Jay Lund: I just want to say something along the lines of what our two commenters have made. Education is a very important part of modeling. It's probably the most important part of modeling, not only educating the stakeholders and the decision-makers and the modelers because it's all mutual. And engaging them. At some point, we have to keep the legitimacy of the technical enterprise as broad-based as we can in order for our work to be effective. And I'm as guilty as any modeler of just wanting to geek out and have fun with the problem.

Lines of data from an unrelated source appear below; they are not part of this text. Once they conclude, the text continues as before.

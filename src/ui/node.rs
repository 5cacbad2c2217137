//! Base contract shared by every node in the UI-definition tree.

#[cfg(test)]
#[path = "node_test.rs"]
mod node_test;

use crate::schema::DefinitionId;
use crate::ui::containers::TabDefinition;
use crate::ui::fieldset::FieldsetDefinition;
use crate::ui::item::{FieldDefinition, ItemDefinition, TextDefinition};
use crate::ui::tab_set::TabSetDefinition;

/// Identity and ownership contract for UI-definition nodes.
///
/// Identity is the node id, unique within one UI configuration. The parent
/// back-reference is stored as the owning node's id, wired at construction
/// and immutable afterwards; tab sets are roots and report no parent.
pub trait UiNodeDefinition {
    /// Unique id of this node within its UI configuration.
    fn id(&self) -> DefinitionId;

    /// Id of the owning node; `None` for roots.
    fn parent_id(&self) -> Option<DefinitionId>;
}

/// Borrowed view over any node kind in the UI-definition tree.
#[derive(Clone, Copy, Debug)]
pub enum UiNodeRef<'a> {
    /// A root tab set.
    TabSet(&'a TabSetDefinition),
    /// A tab container.
    Tab(&'a TabDefinition),
    /// A fieldset item.
    Fieldset(&'a FieldsetDefinition),
    /// A field item.
    Field(&'a FieldDefinition),
    /// A static text item.
    Text(&'a TextDefinition),
}

impl<'a> UiNodeRef<'a> {
    /// Unique id of the viewed node.
    #[must_use]
    pub fn id(&self) -> DefinitionId {
        match self {
            Self::TabSet(tab_set) => tab_set.id(),
            Self::Tab(tab) => tab.id(),
            Self::Fieldset(fieldset) => fieldset.id(),
            Self::Field(field) => field.id(),
            Self::Text(text) => text.id(),
        }
    }

    /// Id of the owning node; `None` for tab sets.
    #[must_use]
    pub fn parent_id(&self) -> Option<DefinitionId> {
        match self {
            Self::TabSet(tab_set) => tab_set.parent_id(),
            Self::Tab(tab) => tab.parent_id(),
            Self::Fieldset(fieldset) => fieldset.parent_id(),
            Self::Field(field) => field.parent_id(),
            Self::Text(text) => text.parent_id(),
        }
    }

    /// Push this node's direct children onto a traversal stack.
    pub(crate) fn push_children(self, stack: &mut Vec<UiNodeRef<'a>>) {
        match self {
            Self::TabSet(tab_set) => {
                stack.extend(tab_set.tabs().iter().map(UiNodeRef::Tab));
                stack.extend(tab_set.items().iter().map(ItemDefinition::as_node_ref));
            }
            Self::Tab(tab) => {
                stack.extend(tab.tabs().iter().map(UiNodeRef::Tab));
                stack.extend(tab.items().iter().map(ItemDefinition::as_node_ref));
            }
            Self::Fieldset(fieldset) => {
                stack.extend(fieldset.tabs().iter().map(UiNodeRef::Tab));
                stack.extend(fieldset.items().iter().map(ItemDefinition::as_node_ref));
            }
            Self::Field(_) | Self::Text(_) => {}
        }
    }
}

But the real effectiveness of this kind of enterprise is when people trust you, and they only trust you if you talk with them. So we do have to have some way of making this kind of collaboratory have at least an ancillary function of engaging with people that don't know what they're talking about technically. But they're real people, and they're taxpayers, and they're voters. And they are responsible for some of the important functions, or they see themselves as responsible for some of the important functions that we're trying to model. And so this is a, you know, sort of a sociological conundrum that we face as individuals and as a group. So I think it's important for us to engage with them.
And one benefit of engaging with them productively is that they will ask better questions, just like we want to do modeling so that the decision-makers will ask better questions. That's probably the most important thing we should be doing -- helping them ask better questions. And the same applies to all of the stakeholders and the folks that I think would like to engage with us, but we have to figure out ways to engage with them without too many equations.